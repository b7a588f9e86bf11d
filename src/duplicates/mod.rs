//! Duplicate detection engine.
//!
//! This module provides functionality for:
//! - Concurrent candidate buckets keyed by size or signature
//! - A bounded worker pool that runs one stage at a time
//! - Three interchangeable detection strategies (baseline, size-filtered,
//!   progressive)
//! - The scan result with duplicate groups, failures and counters

pub mod finder;
pub mod groups;
pub mod pool;
pub mod result;

pub use finder::{
    normalize_workers, BaselineDetector, DupDetector, FinderConfig, ProgressiveDetector,
    SizeFilteredDetector, Strategy, DEFAULT_WORKERS,
};
pub use groups::{into_duplicate_groups, CandidateBuckets, DuplicateGroup, Finalized};
pub use pool::{Outcome, ScanCounters, StageInput, StageOutput, WorkerPool};
pub use result::{FailedFile, ScanResult};
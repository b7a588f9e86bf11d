//! Logging setup for dupfind.
//!
//! Uses the `log` facade with an `env_logger` backend. The level comes from
//! `RUST_LOG` when it is set, otherwise from the `-v`/`-q` flags:
//!
//! | flags      | level |
//! |------------|-------|
//! | `-q`       | error |
//! | (none)     | info  |
//! | `-v`       | debug |
//! | `-vv`      | trace |
//!
//! Log lines go to stderr; reports go to stdout.
//!
//! ```rust,no_run
//! use dupfind::logging::init_logging;
//!
//! init_logging(1, false);
//! log::info!("scan started");
//! ```

use std::env;
use std::io::Write;

use env_logger::Builder;
use log::LevelFilter;

/// Initialize logging from CLI verbosity flags.
///
/// Calling this more than once is harmless; later calls are ignored.
pub fn init_logging(verbose: u8, quiet: bool) {
    let from_env = env::var("RUST_LOG").is_ok();
    let mut builder = Builder::new();

    if from_env {
        builder.parse_default_env();
    } else {
        builder.filter_level(determine_level(verbose, quiet));
    }

    builder.format(move |buf, record| {
        let level = record.level();
        let style = buf.default_level_style(level);
        if verbose >= 1 {
            writeln!(
                buf,
                "{} {style}{:<5}{style:#} [{}] {}",
                buf.timestamp_millis(),
                level,
                record.module_path().unwrap_or("unknown"),
                record.args()
            )
        } else {
            writeln!(buf, "{style}{:<5}{style:#} {}", level, record.args())
        }
    });

    if builder.try_init().is_ok() {
        log::debug!(
            "Logging initialized at {} ({})",
            current_level_name(),
            if from_env { "RUST_LOG" } else { "flags" }
        );
    }
}

/// Map `-v` count and `-q` to a level filter. Quiet wins over verbose.
fn determine_level(verbose: u8, quiet: bool) -> LevelFilter {
    if quiet {
        return LevelFilter::Error;
    }
    match verbose {
        0 => LevelFilter::Info,
        1 => LevelFilter::Debug,
        _ => LevelFilter::Trace,
    }
}

/// Name of the currently active maximum level.
pub fn current_level_name() -> &'static str {
    match log::max_level() {
        LevelFilter::Off => "off",
        LevelFilter::Error => "error",
        LevelFilter::Warn => "warn",
        LevelFilter::Info => "info",
        LevelFilter::Debug => "debug",
        LevelFilter::Trace => "trace",
    }
}
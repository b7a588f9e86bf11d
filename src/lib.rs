//! dupfind - content-based duplicate file detection.
//!
//! Given a list of file paths, [`duplicates::DupDetector::find`] groups them
//! by identical content. Three strategies produce the same groups with
//! different amounts of I/O:
//!
//! - **baseline**: hash every file in full
//! - **size-filtered**: compare sizes first, hash only files sharing a size
//! - **progressive**: size, then a hash of the first 4 KiB, then the rest
//!
//! Files that cannot be read are reported in [`duplicates::ScanResult`]
//! instead of aborting the scan.
//!
//! ```no_run
//! use dupfind::duplicates::{FinderConfig, Strategy};
//! use std::path::PathBuf;
//!
//! let files = vec![PathBuf::from("a.txt"), PathBuf::from("b.txt")];
//! let result = Strategy::Progressive
//!     .detector(FinderConfig::default())
//!     .find(&files, 4);
//! println!("{} duplicate groups", result.duplicates.len());
//! ```

pub mod cli;
pub mod config;
pub mod duplicates;
pub mod error;
pub mod logging;
pub mod progress;
pub mod runner;
pub mod scanner;
pub mod signal;

pub use runner::run_app;
impl DupDetector for ProgressiveDetector {
    fn name(&self) -> &'static str {
        Strategy::Progressive.name()
    }

    fn find(&self, files: &[PathBuf], workers: usize) -> ScanResult {
        let mut scan = Scan::start(self.name(), &self.config, files.len(), workers);
        if files.is_empty() {
            return scan.empty();
        }

        let Some(sized) = scan.size_stage(files) else {
            return scan.interrupted();
        };
        if sized.is_empty() {
            log::info!("{}: no files share a size", scan.name);
            return scan.empty();
        }
        let candidates: Vec<FileItem> = sized.into_values().collect();

        let hasher = &scan.hasher;
        let counters = &scan.counters;
        let output = scan
            .pool
            .run_stage("partial", candidates, scan.config, |item: FileItem| {
                match hasher.partial_signature(&item) {
                    Ok(partial) => {
                        counters.record_compared(item.size);
                        counters.record_read(partial.bytes_read);
                        Outcome::Keep((item.size, partial.hash), (item, partial))
                    }
                    Err(e) => failure(item.path, e),
                }
            });
        let Some(prefixed) = scan.absorb(output) else {
            return scan.interrupted();
        };
        if prefixed.is_empty() {
            log::info!("{}: every prefix is unique", scan.name);
            return scan.empty();
        }
        let survivors: Vec<_> = prefixed.into_values().collect();

        let hasher = &scan.hasher;
        let counters = &scan.counters;
        let output = scan
            .pool
            .run_stage("full", survivors, scan.config, |(item, partial): (FileItem, PartialSignature)| {
                log_large_file(&item);
                match hasher.complete(&item, partial) {
                    Ok(digest) => {
                        counters.record_read(digest.bytes_read);
                        if let Some(ref callback) = scan.config.progress_callback {
                            callback.on_item_completed(digest.bytes_read);
                        }
                        Outcome::Keep((item.size, digest.hash), item)
                    }
                    Err(e) => failure(item.path, e),
                }
            });

        match scan.absorb(output) {
            Some(finalized) => scan.finish(finalized),
            None => scan.interrupted(),
        }
    }
}

#[cfg(test)]
mod tests {
    use super::*;
    use std::fs::File;
    use std::io::Write;
    use std::path::Path;
    use std::sync::atomic::AtomicUsize;
    use tempfile::TempDir;

    fn create_test_file(dir: &TempDir, name: &str, content: &[u8]) -> PathBuf {
        let path = dir.path().join(name);
        let mut f = File::create(&path).unwrap();
        f.write_all(content).unwrap();
        path
    }

    fn detectors() -> Vec<Box<dyn DupDetector>> {
        Strategy::ALL
            .iter()
            .map(|s| s.detector(FinderConfig::default()))
            .collect()
    }

    #[test]
    fn test_finder_config_default() {
        let config = FinderConfig::default();
        assert_eq!(config.prefix_size, PREFIX_SIZE);
        assert!(config.shutdown_flag.is_none());
        assert!(config.progress_callback.is_none());
        assert!(!config.is_shutdown_requested());
    }

    #[test]
    fn test_finder_config_builder() {
        let shutdown = Arc::new(AtomicBool::new(false));
        let config = FinderConfig::default()
            .with_prefix_size(0)
            .with_shutdown_flag(shutdown.clone());

        assert_eq!(config.prefix_size, 1);
        assert!(!config.is_shutdown_requested());
        shutdown.store(true, Ordering::SeqCst);
        assert!(config.is_shutdown_requested());
    }

    #[test]
    fn test_normalize_workers() {
        assert_eq!(normalize_workers(0), DEFAULT_WORKERS);
        assert_eq!(normalize_workers(3), 3);
    }

    #[test]
    fn test_strategy_names_and_default() {
        assert_eq!(Strategy::default(), Strategy::Progressive);
        assert_eq!(Strategy::SizeFiltered.to_string(), "size-filtered");
        for strategy in Strategy::ALL {
            assert_eq!(strategy.detector(FinderConfig::default()).name(), strategy.name());
        }
    }

    #[test]
    fn test_empty_input_all_strategies() {
        for detector in detectors() {
            let result = detector.find(&[], 4);
            assert!(result.duplicates.is_empty());
            assert!(result.failed.is_empty());
            assert_eq!(result.total_files, 0);
            assert_eq!(result.total_compared_files, 0);
            assert_eq!(result.total_read_bytes, 0);
            assert!(!result.interrupted);
        }
    }

    #[test]
    fn test_hello_world_scenario() {
        let dir = TempDir::new().unwrap();
        let a = create_test_file(&dir, "A", b"hello");
        let b = create_test_file(&dir, "B", b"hello");
        let c = create_test_file(&dir, "C", b"world");
        let d = dir.path().join("D-missing");
        let files = vec![a.clone(), b.clone(), c, d.clone()];

        for detector in detectors() {
            let result = detector.find(&files, 2);
            assert_eq!(result.group_path_sets(), vec![vec![a.clone(), b.clone()]]);
            assert_eq!(result.failed_paths(), vec![d.as_path()]);
            assert_eq!(result.total_files, 4);
            assert!(result.total_read_bytes <= result.total_bytes_in_compared_files);
        }
    }

    #[test]
    fn test_progressive_eliminates_by_prefix() {
        let dir = TempDir::new().unwrap();
        let a = create_test_file(&dir, "A", b"hello");
        let b = create_test_file(&dir, "B", b"hello");
        let c = create_test_file(&dir, "C", b"world");

        let result = ProgressiveDetector::default().find(&[a, b, c], 2);
        assert_eq!(result.duplicates.len(), 1);
        assert_eq!(result.total_compared_files, 3);
        assert_eq!(result.total_bytes_in_compared_files, 15);
        // The 4KB prefix covers each file, so nothing is read twice.
        assert_eq!(result.total_read_bytes, 15);
    }

    #[test]
    fn test_progressive_reads_only_prefix_of_distinct_large_files() {
        let dir = TempDir::new().unwrap();
        let mut x = vec![b'x'; 64 * 1024];
        let mut y = x.clone();
        x[0] = b'1';
        y[0] = b'2';
        let a = create_test_file(&dir, "x.bin", &x);
        let b = create_test_file(&dir, "y.bin", &y);

        let progressive = ProgressiveDetector::default().find(&[a.clone(), b.clone()], 2);
        assert!(progressive.duplicates.is_empty());
        assert_eq!(progressive.total_read_bytes, 2 * PREFIX_SIZE as u64);
        assert_eq!(progressive.total_bytes_in_compared_files, 2 * 64 * 1024);

        let baseline = BaselineDetector::default().find(&[a, b], 2);
        assert_eq!(baseline.total_read_bytes, 2 * 64 * 1024);
    }

    #[test]
    fn test_progressive_prefix_collision_split_by_full_signature() {
        let dir = TempDir::new().unwrap();
        let mut x = vec![b'z'; 10_000];
        let mut y = x.clone();
        x[9_999] = b'1';
        y[9_999] = b'2';
        let a = create_test_file(&dir, "a.bin", &x);
        let b = create_test_file(&dir, "b.bin", &y);
        let c = create_test_file(&dir, "c.bin", &x);

        let result = ProgressiveDetector::default().find(&[a.clone(), b, c.clone()], 3);
        assert_eq!(result.group_path_sets(), vec![vec![a, c]]);
        assert_eq!(result.total_read_bytes, 30_000);
        assert_eq!(result.total_read_bytes, result.total_bytes_in_compared_files);
    }

    #[test]
    fn test_different_sizes_scenario() {
        let dir = TempDir::new().unwrap();
        let a = create_test_file(&dir, "ten", &[1u8; 10]);
        let b = create_test_file(&dir, "twenty", &[1u8; 20]);
        let files = vec![a, b];

        for detector in [
            Strategy::SizeFiltered.detector(FinderConfig::default()),
            Strategy::Progressive.detector(FinderConfig::default()),
        ] {
            let result = detector.find(&files, 2);
            assert!(result.duplicates.is_empty());
            assert_eq!(result.total_compared_files, 0);
            assert_eq!(result.total_read_bytes, 0);
        }

        let baseline = BaselineDetector::default().find(&files, 2);
        assert!(baseline.duplicates.is_empty());
        assert_eq!(baseline.total_compared_files, 2);
        assert_eq!(baseline.total_read_bytes, 30);
    }

    #[test]
    fn test_duplicate_path_entries_group_together() {
        let dir = TempDir::new().unwrap();
        let a = create_test_file(&dir, "same.txt", b"only one file");

        for detector in detectors() {
            let result = detector.find(&[a.clone(), a.clone()], 2);
            assert_eq!(result.duplicates.len(), 1);
            assert_eq!(result.duplicates[0].len(), 2);
        }
    }

    #[test]
    fn test_empty_files_group_together() {
        let dir = TempDir::new().unwrap();
        let a = create_test_file(&dir, "e1", b"");
        let b = create_test_file(&dir, "e2", b"");

        for detector in detectors() {
            let result = detector.find(&[a.clone(), b.clone()], 1);
            assert_eq!(result.duplicates.len(), 1);
            assert_eq!(result.duplicates[0].size, 0);
            assert_eq!(result.total_read_bytes, 0);
        }
    }

    #[test]
    fn test_zero_workers_normalized() {
        let dir = TempDir::new().unwrap();
        let a = create_test_file(&dir, "a", b"dup");
        let b = create_test_file(&dir, "b", b"dup");

        for detector in detectors() {
            assert_eq!(detector.find(&[a.clone(), b.clone()], 0).duplicates.len(), 1);
        }
    }

    #[test]
    fn test_directory_in_input_is_failure() {
        let dir = TempDir::new().unwrap();
        let sub = dir.path().join("sub");
        std::fs::create_dir(&sub).unwrap();

        for detector in detectors() {
            let result = detector.find(&[sub.clone()], 1);
            assert_eq!(result.failed_paths(), vec![Path::new(&sub)]);
        }
    }

    #[test]
    fn test_shutdown_flag_interrupts() {
        let dir = TempDir::new().unwrap();
        let a = create_test_file(&dir, "a", b"content");
        let b = create_test_file(&dir, "b", b"content");

        let shutdown = Arc::new(AtomicBool::new(true));
        for strategy in Strategy::ALL {
            let config = FinderConfig::default().with_shutdown_flag(shutdown.clone());
            let result = strategy.detector(config).find(&[a.clone(), b.clone()], 2);
            assert!(result.interrupted);
            assert!(result.duplicates.is_empty());
            assert!(result.failed.is_empty());
        }
    }

    struct MockProgress {
        starts: AtomicUsize,
        ends: AtomicUsize,
        items: AtomicUsize,
    }

    impl MockProgress {
        fn new() -> Self {
            Self {
                starts: AtomicUsize::new(0),
                ends: AtomicUsize::new(0),
                items: AtomicUsize::new(0),
            }
        }
    }

    impl ProgressCallback for MockProgress {
        fn on_phase_start(&self, _phase: &str, _total: usize) {
            self.starts.fetch_add(1, Ordering::SeqCst);
        }

        fn on_progress(&self, _current: usize, _path: &str) {
            self.items.fetch_add(1, Ordering::SeqCst);
        }

        fn on_phase_end(&self, _phase: &str) {
            self.ends.fetch_add(1, Ordering::SeqCst);
        }
    }

    #[test]
    fn test_progress_callback_sees_every_stage() {
        let dir = TempDir::new().unwrap();
        let a = create_test_file(&dir, "a", b"same");
        let b = create_test_file(&dir, "b", b"same");

        let progress = Arc::new(MockProgress::new());
        let config = FinderConfig::default().with_progress_callback(progress.clone());
        let result = ProgressiveDetector::new(config).find(&[a, b], 2);

        assert_eq!(result.duplicates.len(), 1);
        assert_eq!(progress.starts.load(Ordering::SeqCst), 3);
        assert_eq!(progress.ends.load(Ordering::SeqCst), 3);
        assert_eq!(progress.items.load(Ordering::SeqCst), 6);
    }
}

▶ **EXERCISE PROMPT**
Among the entries above, copy exactly only the lines starting with the one containing "use std::sync::atomic::AtomicUsize;" and going through the one containing "let mut f = File::create(&path).unwrap();", both ends included.

▶ **TASK SOLUTION**
    use std::sync::atomic::AtomicUsize;
    use tempfile::TempDir;

    fn create_test_file(dir: &TempDir, name: &str, content: &[u8]) -> PathBuf {
        let path = dir.path().join(name);
        let mut f = File::create(&path).unwrap();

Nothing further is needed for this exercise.